For years, the apparent “busy-ness” of Spier was a turn-off for this writer, which is a pity because the farm has long been focused on excellence rather than mass tourism, Spier brand manager Xenia van der Meulen informed me in May at the annual Wine Tourism Conference held at Lanzerac, extending an invite to a Winemakers’ Dinner, which is a recent addition to Spier’s attractions.
Van der Meulen explained that the arrival of Enthoven’s daughter, Mariota, and her partner Angus McIntosh just less than two decades ago injected new energy and vision into the property, after they relocated from London in 2004.
Home is where the art is
For many, Spier starts with art. The Mieliepap Pietá is a mirror of Michelangelo’s Madonna della Pietà – the exceptional sculpture in Carrara marble from the Italian Renaissance, revealing Jesus and Mary at Mount Golgotha representing the “Sixth Sorrow” of the Blessed Virgin Mary, located inside St Peter’s Basilica in the Vatican City – but in Wim Botha’s interpretation, Mary, Christ, their drapery and their sadness are all a bit pap: mielie pap and resin, that is.

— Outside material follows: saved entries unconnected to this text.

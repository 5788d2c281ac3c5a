//! Referential filter.
//!
//! Files are cleaned one at a time in dependency order, so every reference
//! check runs against a table that has already been filtered itself. Each CSV
//! file goes through three passes: explicit exclusions, duplicate primary
//! keys (first occurrence wins), then dangling references.

use crate::error::{LoadError, Result};
use crate::models::{ParsedFile, ParsedFileData, Row, Value};
use crate::schema::{DatasourceSchema, Reference, SimpleFile};
use crate::toposort::topological_sort;
use rustc_hash::{FxHashMap, FxHashSet};
use tracing::{debug, info};

/// Builds the composite primary key of a row.
struct CompositeKey<'a> {
    columns: Vec<&'a str>,
    separator: &'a str,
}

impl<'a> CompositeKey<'a> {
    /// `None` when the file declares no primary key.
    fn for_file(file: &'a SimpleFile) -> Result<Option<Self>> {
        let columns: Vec<&str> = file
            .primary_keys()
            .into_iter()
            .map(|c| c.name.as_str())
            .collect();
        if columns.is_empty() {
            return Ok(None);
        }
        let separator = match file.csv_options().and_then(|o| o.id_separator.as_deref()) {
            Some(separator) => separator,
            None if columns.len() == 1 => "",
            None => {
                return Err(LoadError::CompositeKeyWithoutSeparator {
                    key: file.key.clone(),
                })
            }
        };
        Ok(Some(Self { columns, separator }))
    }

    fn of(&self, row: &Row) -> String {
        let mut key = String::new();
        for (i, column) in self.columns.iter().enumerate() {
            if i > 0 {
                key.push_str(self.separator);
            }
            row.get(*column).unwrap_or(&Value::Null).write_key(&mut key);
        }
        key
    }

    fn join(&self, parts: &[String]) -> String {
        parts.join(self.separator)
    }
}

/// Filters every CSV file of `parsed` against the schema's keys and references.
///
/// Non-tabular files pass through untouched. Fails with
/// [`LoadError::ReferencedDataNotFound`] when a reference points at a file that
/// has not been filtered yet, which is always the case inside a cycle.
pub fn filter_datasource(
    mut parsed: ParsedFileData,
    schema: &DatasourceSchema,
) -> Result<ParsedFileData> {
    let order = topological_sort(schema.files(), |f| (f.key.as_str(), f.dependencies()));
    let mut output = ParsedFileData::new();
    let mut total_removed = 0usize;

    for file in order {
        let data = parsed
            .remove(&file.key)
            .ok_or_else(|| LoadError::MissingFile {
                key: file.key.clone(),
            })?;

        let data = match data {
            ParsedFile::Rows(rows) if file.is_csv() => {
                let before = rows.len();
                let rows = filter_rows(rows, file, &output)?;
                let removed = before - rows.len();
                total_removed += removed;
                info!(key = %file.key, kept = rows.len(), removed, "Filtered rows");
                ParsedFile::Rows(rows)
            }
            other => other,
        };
        output.insert(file.key.clone(), data);
    }

    debug!(files = output.len(), removed = total_removed, "Referential filter done");
    Ok(output)
}

fn filter_rows(mut rows: Vec<Row>, file: &SimpleFile, filtered: &ParsedFileData) -> Result<Vec<Row>> {
    let Some(options) = file.csv_options() else {
        return Ok(rows);
    };
    let key = CompositeKey::for_file(file)?;

    if let Some(key) = &key {
        if !options.exclude.is_empty() {
            let excluded: FxHashSet<String> =
                options.exclude.iter().map(|parts| key.join(parts)).collect();
            rows.retain(|row| !excluded.contains(&key.of(row)));
        }
        if options.filter_duplicates {
            let mut seen = FxHashSet::default();
            rows.retain(|row| seen.insert(key.of(row)));
        }
    }

    if options.filter_references {
        let mut targets: FxHashMap<(&str, &str), FxHashSet<String>> = FxHashMap::default();
        for column in file.columns() {
            let Some(reference) = &column.reference else {
                continue;
            };
            let target_key = (reference.key.as_str(), reference.column.as_str());
            if !targets.contains_key(&target_key) {
                let values = referenced_values(&file.key, reference, filtered)?;
                targets.insert(target_key, values);
            }
            let target = &targets[&target_key];
            // Null matches nothing, so a row without the foreign key dangles too.
            rows.retain(|row| match row.get(&column.name) {
                None | Some(Value::Null) => false,
                Some(value) => target.contains(&value.key_string()),
            });
        }
    }

    Ok(rows)
}

/// Key forms of every value in the referenced column of an already-filtered file.
fn referenced_values(
    key: &str,
    reference: &Reference,
    filtered: &ParsedFileData,
) -> Result<FxHashSet<String>> {
    let data = filtered
        .get(&reference.key)
        .ok_or_else(|| LoadError::ReferencedDataNotFound {
            key: key.to_string(),
            referenced: reference.key.clone(),
        })?;
    let rows = data.rows().ok_or_else(|| LoadError::NotATable {
        key: reference.key.clone(),
    })?;
    Ok(rows
        .iter()
        .filter_map(|row| row.get(&reference.column))
        .filter(|value| !value.is_null())
        .map(Value::key_string)
        .collect())
}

Mieliepap Pietá was on exhibit in the Museum for African Art’s “Personal Affects” at the Cathedral of St John the Divine (New York City) from September 2004 to January 2005, in Stevenson Gallery’s “Both, and” show from June to August 2018, and featured in Norval Foundation’s “Heliostat: Wim Botha” from September 2018 to January 2019, before settling in the recently revamped Manor House at Spier.
“Pap” Mary and Jesus form part of the Spier Art Collection, one of the country’s largest collections of contemporary South African art – including more than 1,000 artworks and 31 large-scale outdoor sculptures.
Spier has certainly ramped up its focus on quality – it sources fresh ingredients directly from its own pastures and gardens, which are used in (highly recommended and generously stocked) picnic baskets, Spier Farm Cafe, Vadas Smokehouse and Bakery, the hotel restaurant and the Manor House.
Kimchi, sauerkraut, kombucha and other fermented foods are prepared on site and nose-to-tail cooking not only helps reduce waste, but ensures a broad spectrum of flavours and textures.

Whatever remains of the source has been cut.